◆ **Task instructions**
Which lines have the string "items"? Copy all of them from the entries below.

Records from a data source
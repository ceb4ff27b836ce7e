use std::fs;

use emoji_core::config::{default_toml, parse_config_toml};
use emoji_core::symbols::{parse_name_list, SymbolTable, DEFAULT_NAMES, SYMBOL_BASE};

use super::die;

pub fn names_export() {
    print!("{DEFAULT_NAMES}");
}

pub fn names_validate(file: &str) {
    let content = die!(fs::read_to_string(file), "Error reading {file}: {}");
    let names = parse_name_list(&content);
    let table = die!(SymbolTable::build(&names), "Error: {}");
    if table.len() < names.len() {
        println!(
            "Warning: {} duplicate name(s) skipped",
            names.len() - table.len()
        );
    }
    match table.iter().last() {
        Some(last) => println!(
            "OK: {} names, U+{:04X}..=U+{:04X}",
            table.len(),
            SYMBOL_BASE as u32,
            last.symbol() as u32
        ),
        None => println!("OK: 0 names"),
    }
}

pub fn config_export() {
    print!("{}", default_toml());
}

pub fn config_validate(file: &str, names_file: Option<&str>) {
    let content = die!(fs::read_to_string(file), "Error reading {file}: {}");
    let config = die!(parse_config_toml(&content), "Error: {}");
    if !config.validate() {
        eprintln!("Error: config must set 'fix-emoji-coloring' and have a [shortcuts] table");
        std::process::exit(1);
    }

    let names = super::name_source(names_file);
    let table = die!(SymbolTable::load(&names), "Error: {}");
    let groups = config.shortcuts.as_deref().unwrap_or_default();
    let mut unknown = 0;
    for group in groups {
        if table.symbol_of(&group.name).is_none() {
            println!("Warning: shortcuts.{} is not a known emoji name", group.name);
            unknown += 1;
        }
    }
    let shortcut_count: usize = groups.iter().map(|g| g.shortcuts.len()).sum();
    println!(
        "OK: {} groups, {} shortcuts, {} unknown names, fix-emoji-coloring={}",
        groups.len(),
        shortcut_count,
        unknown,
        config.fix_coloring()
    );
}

---

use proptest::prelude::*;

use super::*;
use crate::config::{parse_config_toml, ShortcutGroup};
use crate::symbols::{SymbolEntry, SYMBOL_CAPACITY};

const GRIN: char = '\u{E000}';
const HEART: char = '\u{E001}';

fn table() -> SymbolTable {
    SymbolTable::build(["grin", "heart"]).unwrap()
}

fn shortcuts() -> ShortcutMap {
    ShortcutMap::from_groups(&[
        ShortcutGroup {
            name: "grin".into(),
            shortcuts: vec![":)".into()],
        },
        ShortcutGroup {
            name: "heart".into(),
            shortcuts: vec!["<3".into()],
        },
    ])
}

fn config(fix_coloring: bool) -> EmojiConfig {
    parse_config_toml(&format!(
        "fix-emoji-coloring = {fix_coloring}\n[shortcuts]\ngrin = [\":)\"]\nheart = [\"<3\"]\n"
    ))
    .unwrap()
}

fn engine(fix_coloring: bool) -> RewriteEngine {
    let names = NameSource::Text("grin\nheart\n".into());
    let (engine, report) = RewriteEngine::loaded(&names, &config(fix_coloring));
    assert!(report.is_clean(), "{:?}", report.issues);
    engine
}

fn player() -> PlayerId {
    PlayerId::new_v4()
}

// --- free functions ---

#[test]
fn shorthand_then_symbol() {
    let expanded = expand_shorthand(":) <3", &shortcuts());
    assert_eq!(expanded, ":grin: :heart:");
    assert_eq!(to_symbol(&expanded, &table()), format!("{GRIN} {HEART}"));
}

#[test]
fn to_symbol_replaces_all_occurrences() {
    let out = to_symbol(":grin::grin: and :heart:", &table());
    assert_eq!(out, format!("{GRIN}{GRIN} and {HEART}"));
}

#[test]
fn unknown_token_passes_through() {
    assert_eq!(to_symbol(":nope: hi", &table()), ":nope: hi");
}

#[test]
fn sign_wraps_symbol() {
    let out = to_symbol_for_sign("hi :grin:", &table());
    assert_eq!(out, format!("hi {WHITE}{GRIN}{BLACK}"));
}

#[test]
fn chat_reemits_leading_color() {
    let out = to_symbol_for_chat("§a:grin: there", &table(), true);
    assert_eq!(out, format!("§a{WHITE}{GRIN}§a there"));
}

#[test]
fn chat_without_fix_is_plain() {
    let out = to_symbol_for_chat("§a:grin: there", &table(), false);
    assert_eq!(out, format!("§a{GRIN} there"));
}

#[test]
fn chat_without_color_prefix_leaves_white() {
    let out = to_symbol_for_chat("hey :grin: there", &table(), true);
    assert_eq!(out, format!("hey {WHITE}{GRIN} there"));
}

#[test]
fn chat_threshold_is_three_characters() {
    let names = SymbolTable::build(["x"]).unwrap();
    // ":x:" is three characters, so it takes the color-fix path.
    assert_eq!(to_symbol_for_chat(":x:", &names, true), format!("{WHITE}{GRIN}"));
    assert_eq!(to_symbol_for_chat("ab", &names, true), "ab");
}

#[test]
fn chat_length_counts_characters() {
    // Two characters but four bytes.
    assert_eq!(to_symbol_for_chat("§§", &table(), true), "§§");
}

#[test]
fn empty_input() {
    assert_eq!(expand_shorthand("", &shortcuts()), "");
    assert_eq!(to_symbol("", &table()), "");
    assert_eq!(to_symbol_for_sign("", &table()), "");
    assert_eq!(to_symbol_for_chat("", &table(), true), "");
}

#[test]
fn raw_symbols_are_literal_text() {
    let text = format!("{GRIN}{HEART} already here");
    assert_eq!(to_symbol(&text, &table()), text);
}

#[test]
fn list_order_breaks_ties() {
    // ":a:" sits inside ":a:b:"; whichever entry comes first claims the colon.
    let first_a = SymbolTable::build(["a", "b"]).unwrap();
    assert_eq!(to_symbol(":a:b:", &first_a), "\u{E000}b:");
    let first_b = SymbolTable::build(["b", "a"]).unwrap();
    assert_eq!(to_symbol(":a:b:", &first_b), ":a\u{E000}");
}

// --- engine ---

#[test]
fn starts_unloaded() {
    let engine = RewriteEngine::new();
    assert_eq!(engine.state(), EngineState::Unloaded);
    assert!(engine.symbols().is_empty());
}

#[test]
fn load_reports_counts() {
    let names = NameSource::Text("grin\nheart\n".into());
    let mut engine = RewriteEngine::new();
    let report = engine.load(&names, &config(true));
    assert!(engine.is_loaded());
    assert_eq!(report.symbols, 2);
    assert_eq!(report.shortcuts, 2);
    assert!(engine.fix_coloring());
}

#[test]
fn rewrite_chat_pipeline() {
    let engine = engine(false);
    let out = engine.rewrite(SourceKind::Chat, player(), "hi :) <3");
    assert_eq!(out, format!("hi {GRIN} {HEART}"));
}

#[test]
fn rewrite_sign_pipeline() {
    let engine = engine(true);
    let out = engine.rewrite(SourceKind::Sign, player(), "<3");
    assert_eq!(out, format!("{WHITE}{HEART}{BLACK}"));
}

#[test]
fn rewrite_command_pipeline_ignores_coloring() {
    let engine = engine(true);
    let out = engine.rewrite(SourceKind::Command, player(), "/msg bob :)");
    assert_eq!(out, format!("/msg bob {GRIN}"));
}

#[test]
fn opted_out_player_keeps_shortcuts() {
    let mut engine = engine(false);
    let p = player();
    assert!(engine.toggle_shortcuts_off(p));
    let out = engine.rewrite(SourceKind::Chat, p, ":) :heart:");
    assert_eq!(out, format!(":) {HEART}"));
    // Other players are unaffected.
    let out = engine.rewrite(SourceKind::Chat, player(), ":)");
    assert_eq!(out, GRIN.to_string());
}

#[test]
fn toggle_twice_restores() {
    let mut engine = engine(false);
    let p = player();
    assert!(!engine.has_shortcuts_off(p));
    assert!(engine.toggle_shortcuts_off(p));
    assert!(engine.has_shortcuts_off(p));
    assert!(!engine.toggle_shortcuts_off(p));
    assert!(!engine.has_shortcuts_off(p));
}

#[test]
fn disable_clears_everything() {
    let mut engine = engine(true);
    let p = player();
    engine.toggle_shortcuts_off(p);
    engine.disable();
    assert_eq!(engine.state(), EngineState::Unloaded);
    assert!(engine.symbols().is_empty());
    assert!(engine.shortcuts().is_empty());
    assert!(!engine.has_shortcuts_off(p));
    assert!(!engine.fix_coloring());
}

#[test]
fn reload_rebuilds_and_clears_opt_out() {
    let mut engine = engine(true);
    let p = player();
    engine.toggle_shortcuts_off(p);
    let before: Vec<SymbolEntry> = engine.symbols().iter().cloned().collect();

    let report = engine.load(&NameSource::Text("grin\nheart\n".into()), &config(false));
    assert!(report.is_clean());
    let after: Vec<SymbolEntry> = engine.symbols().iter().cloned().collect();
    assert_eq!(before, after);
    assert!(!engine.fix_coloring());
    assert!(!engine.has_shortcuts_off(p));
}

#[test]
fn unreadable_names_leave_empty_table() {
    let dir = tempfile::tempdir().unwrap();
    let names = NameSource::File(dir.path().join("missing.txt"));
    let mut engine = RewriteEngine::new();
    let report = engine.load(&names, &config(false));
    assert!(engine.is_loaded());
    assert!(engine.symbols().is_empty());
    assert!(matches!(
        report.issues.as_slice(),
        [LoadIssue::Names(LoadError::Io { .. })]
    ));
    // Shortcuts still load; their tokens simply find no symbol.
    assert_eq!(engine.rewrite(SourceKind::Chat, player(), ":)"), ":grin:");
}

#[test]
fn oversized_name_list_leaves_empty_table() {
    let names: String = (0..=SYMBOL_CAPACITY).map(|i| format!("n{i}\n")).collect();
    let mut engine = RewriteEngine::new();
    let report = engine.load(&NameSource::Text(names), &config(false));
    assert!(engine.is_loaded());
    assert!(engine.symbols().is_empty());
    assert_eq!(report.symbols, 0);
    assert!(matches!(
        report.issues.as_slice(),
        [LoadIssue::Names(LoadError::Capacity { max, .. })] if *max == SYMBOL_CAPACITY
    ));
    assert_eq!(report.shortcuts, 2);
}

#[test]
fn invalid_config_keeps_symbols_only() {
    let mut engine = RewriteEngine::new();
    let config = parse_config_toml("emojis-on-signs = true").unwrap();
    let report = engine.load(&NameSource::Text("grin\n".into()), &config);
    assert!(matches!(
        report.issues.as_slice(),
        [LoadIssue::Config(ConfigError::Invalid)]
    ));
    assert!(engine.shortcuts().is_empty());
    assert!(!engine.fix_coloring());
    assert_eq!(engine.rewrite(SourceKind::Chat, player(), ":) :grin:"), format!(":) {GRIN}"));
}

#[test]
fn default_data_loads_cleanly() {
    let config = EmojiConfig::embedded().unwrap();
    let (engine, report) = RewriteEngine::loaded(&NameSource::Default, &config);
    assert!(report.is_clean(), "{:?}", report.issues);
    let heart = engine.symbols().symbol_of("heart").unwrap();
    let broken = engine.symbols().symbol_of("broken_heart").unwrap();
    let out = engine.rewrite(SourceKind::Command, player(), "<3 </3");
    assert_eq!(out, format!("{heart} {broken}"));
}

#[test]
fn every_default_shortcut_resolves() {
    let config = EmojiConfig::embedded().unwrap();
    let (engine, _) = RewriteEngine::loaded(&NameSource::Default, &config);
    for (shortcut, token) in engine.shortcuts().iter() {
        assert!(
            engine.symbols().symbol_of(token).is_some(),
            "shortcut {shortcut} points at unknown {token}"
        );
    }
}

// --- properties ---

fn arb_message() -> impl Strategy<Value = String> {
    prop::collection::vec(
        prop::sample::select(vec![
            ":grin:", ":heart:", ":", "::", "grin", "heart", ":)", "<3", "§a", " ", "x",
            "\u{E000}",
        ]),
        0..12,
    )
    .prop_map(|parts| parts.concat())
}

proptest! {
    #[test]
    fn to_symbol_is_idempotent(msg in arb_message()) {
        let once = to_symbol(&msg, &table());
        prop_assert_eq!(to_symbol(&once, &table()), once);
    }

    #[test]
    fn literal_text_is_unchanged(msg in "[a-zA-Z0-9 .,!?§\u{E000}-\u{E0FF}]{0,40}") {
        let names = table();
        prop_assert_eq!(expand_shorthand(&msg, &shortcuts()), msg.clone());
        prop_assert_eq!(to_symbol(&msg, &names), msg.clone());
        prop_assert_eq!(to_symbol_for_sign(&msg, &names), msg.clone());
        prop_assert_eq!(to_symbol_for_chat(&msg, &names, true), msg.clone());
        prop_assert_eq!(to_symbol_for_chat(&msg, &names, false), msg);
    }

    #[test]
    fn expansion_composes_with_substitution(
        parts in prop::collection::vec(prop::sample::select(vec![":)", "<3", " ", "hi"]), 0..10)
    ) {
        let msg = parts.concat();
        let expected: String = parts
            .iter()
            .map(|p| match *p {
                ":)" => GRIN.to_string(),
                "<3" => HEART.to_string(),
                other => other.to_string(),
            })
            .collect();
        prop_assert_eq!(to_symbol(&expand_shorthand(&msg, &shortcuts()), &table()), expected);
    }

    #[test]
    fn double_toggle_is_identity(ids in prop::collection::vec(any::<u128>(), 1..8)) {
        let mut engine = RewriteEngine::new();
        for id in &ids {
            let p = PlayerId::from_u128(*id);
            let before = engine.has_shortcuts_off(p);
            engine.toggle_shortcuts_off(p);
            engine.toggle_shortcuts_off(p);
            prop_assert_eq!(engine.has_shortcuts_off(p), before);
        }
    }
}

--

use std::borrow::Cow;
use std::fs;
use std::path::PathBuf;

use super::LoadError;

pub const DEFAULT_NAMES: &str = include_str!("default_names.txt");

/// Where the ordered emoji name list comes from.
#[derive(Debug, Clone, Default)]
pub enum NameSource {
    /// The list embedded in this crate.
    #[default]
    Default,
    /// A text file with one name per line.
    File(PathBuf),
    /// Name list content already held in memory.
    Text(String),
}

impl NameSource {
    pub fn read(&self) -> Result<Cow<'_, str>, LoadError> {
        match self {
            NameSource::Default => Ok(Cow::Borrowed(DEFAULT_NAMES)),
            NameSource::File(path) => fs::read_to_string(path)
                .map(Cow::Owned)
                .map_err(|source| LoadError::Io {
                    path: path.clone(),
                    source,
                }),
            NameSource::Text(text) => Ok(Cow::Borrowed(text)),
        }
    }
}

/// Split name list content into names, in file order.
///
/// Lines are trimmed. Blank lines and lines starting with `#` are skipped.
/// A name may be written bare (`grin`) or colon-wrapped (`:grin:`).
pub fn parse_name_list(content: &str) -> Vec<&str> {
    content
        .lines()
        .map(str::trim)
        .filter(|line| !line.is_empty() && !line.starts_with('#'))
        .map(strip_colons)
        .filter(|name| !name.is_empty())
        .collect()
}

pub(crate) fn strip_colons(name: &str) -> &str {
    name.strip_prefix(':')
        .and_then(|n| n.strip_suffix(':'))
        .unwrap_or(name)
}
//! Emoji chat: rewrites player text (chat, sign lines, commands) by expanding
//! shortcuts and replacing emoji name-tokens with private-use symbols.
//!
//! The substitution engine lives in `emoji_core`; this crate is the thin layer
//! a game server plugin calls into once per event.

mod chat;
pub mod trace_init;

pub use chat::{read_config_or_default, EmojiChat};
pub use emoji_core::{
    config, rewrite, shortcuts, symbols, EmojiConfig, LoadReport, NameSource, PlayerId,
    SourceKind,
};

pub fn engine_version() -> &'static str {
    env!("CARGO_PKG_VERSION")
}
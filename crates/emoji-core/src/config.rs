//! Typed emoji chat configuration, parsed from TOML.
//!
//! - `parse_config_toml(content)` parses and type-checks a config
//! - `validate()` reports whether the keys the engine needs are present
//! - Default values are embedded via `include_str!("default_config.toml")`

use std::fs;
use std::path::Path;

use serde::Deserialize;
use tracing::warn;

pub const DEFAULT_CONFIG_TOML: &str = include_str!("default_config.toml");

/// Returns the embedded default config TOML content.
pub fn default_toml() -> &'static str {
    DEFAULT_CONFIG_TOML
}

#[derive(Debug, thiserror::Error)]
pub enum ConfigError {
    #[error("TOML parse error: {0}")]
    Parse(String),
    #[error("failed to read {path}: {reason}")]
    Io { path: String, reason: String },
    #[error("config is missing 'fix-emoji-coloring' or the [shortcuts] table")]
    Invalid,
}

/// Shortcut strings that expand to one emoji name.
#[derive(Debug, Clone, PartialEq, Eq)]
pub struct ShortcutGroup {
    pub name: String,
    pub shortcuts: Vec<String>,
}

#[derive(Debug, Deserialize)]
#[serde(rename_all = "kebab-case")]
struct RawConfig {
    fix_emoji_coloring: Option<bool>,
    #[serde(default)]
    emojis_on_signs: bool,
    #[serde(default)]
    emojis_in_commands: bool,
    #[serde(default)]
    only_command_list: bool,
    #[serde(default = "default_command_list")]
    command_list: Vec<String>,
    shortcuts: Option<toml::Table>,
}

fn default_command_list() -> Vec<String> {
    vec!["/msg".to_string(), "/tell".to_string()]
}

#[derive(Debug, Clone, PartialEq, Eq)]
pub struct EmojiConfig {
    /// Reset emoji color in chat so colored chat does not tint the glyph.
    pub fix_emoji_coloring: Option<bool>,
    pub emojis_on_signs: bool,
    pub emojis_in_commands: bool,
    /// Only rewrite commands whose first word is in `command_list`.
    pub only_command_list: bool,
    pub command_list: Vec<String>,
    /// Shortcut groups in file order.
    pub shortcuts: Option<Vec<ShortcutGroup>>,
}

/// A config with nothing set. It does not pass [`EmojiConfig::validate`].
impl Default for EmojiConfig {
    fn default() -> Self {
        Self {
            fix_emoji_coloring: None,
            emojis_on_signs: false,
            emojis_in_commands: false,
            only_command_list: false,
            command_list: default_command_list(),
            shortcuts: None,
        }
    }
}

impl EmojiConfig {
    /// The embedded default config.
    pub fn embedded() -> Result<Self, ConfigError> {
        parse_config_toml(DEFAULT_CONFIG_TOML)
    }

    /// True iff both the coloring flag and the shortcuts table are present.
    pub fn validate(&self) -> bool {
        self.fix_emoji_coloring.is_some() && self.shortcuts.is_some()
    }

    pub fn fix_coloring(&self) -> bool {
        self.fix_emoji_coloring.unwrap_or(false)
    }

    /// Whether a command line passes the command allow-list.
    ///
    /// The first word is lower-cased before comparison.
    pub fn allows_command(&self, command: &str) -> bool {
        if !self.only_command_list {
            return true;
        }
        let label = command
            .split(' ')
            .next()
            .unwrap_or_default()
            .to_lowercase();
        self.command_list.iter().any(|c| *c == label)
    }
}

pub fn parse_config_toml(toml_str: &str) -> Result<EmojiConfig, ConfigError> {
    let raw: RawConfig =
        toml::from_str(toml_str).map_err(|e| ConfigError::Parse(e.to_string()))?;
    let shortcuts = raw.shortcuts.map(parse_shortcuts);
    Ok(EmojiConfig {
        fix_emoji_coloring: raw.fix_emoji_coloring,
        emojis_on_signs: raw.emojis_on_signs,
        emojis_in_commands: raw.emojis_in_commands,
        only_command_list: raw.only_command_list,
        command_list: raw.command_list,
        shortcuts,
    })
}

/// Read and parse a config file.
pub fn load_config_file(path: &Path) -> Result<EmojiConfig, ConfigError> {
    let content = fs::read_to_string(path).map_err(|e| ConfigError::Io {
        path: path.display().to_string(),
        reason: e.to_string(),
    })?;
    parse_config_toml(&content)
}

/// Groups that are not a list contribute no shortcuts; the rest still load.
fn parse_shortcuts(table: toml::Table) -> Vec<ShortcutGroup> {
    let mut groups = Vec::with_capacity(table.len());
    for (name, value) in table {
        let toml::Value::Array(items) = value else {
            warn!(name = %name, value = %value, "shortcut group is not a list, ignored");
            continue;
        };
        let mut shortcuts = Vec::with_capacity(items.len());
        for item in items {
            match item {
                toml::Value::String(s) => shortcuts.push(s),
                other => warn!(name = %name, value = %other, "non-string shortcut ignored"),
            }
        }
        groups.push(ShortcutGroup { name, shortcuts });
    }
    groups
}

◆ **Result of this exercise**
        let toml::Value::Array(items) = value else {
        let mut shortcuts = Vec::with_capacity(items.len());
        for item in items {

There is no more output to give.